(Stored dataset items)
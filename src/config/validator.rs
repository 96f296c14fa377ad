//! Configuration validation rules.
//!
//! - Tool, package and script names must not be empty
//! - Artifact and compile database must be bare file names

use crate::config::schema::BuildConfig;
use crate::error::{BuildError, Result};
use std::path::{Component, Path};

/// Validation error with context.
#[derive(Debug, Clone)]
pub struct ValidationError {
    /// Config key the error refers to
    pub field: String,
    /// Human-readable error message
    pub message: String,
}

/// Validate a configuration and return all errors.
///
/// Collects every problem rather than stopping at the first one.
pub fn validate_config(config: &BuildConfig) -> Vec<ValidationError> {
    let mut errors = Vec::new();

    let required = [
        ("tools.runtime", &config.tools.runtime),
        ("tools.package_manager", &config.tools.package_manager),
        ("tools.build_helper", &config.tools.build_helper),
        ("helper_package", &config.helper_package),
        ("build_script", &config.build_script),
        ("compile_db_generator", &config.compile_db_generator),
    ];
    for (field, value) in required {
        if value.trim().is_empty() {
            errors.push(ValidationError {
                field: field.to_string(),
                message: format!("'{}' must not be empty", field),
            });
        }
    }

    for (field, value) in [
        ("artifact", &config.artifact),
        ("compile_db", &config.compile_db),
    ] {
        if !is_bare_file_name(value) {
            errors.push(ValidationError {
                field: field.to_string(),
                message: format!("'{}' must be a file name, got '{}'", field, value),
            });
        }
    }

    errors
}

/// Validate and convert the first problem into a [`BuildError`].
pub fn validate(config: &BuildConfig) -> Result<()> {
    let errors = validate_config(config);
    if errors.is_empty() {
        return Ok(());
    }

    let message = errors
        .iter()
        .map(|e| e.message.as_str())
        .collect::<Vec<_>>()
        .join("; ");
    Err(BuildError::ConfigValidationError { message })
}

fn is_bare_file_name(name: &str) -> bool {
    let mut components = Path::new(name).components();
    matches!(
        (components.next(), components.next()),
        (Some(Component::Normal(_)), None)
    )
}

#[cfg(test)]
mod tests {
    use super::*;

    #[test]
    fn default_config_is_valid() {
        assert!(validate_config(&BuildConfig::default()).is_empty());
        assert!(validate(&BuildConfig::default()).is_ok());
    }

    #[test]
    fn empty_tool_name_is_rejected() {
        let mut config = BuildConfig::default();
        config.tools.build_helper = "  ".to_string();

        let errors = validate_config(&config);
        assert_eq!(errors.len(), 1);
        assert_eq!(errors[0].field, "tools.build_helper");
    }

    #[test]
    fn artifact_with_directory_is_rejected() {
        let mut config = BuildConfig::default();
        config.artifact = "Release/isolated_vm.node".to_string();

        let errors = validate_config(&config);
        assert!(errors.iter().any(|e| e.field == "artifact"));
    }

    #[test]
    fn parent_reference_is_rejected() {
        let mut config = BuildConfig::default();
        config.compile_db = "..".to_string();

        let errors = validate_config(&config);
        assert!(errors.iter().any(|e| e.field == "compile_db"));
    }

    #[test]
    fn all_errors_are_collected() {
        let mut config = BuildConfig::default();
        config.tools.runtime = String::new();
        config.build_script = String::new();
        config.artifact = String::new();

        assert_eq!(validate_config(&config).len(), 3);
    }

    #[test]
    fn validate_joins_messages() {
        let mut config = BuildConfig::default();
        config.tools.runtime = String::new();
        config.helper_package = String::new();

        let err = validate(&config).unwrap_err();
        let msg = err.to_string();
        assert!(msg.contains("tools.runtime"));
        assert!(msg.contains("helper_package"));
    }
}
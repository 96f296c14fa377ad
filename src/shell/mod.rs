//! External command execution and environment detection.

pub mod command;
pub mod platform;

pub use command::{
    describe, execute, run_silent, run_visible, CommandOptions, CommandResult,
    SPAWN_FAILURE_CODE,
};
pub use platform::{is_ci, is_ci_with};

Requirement: Determine how many lines of the records above hold the word "filename" and give the number with nothing added.

Solved exercise: 2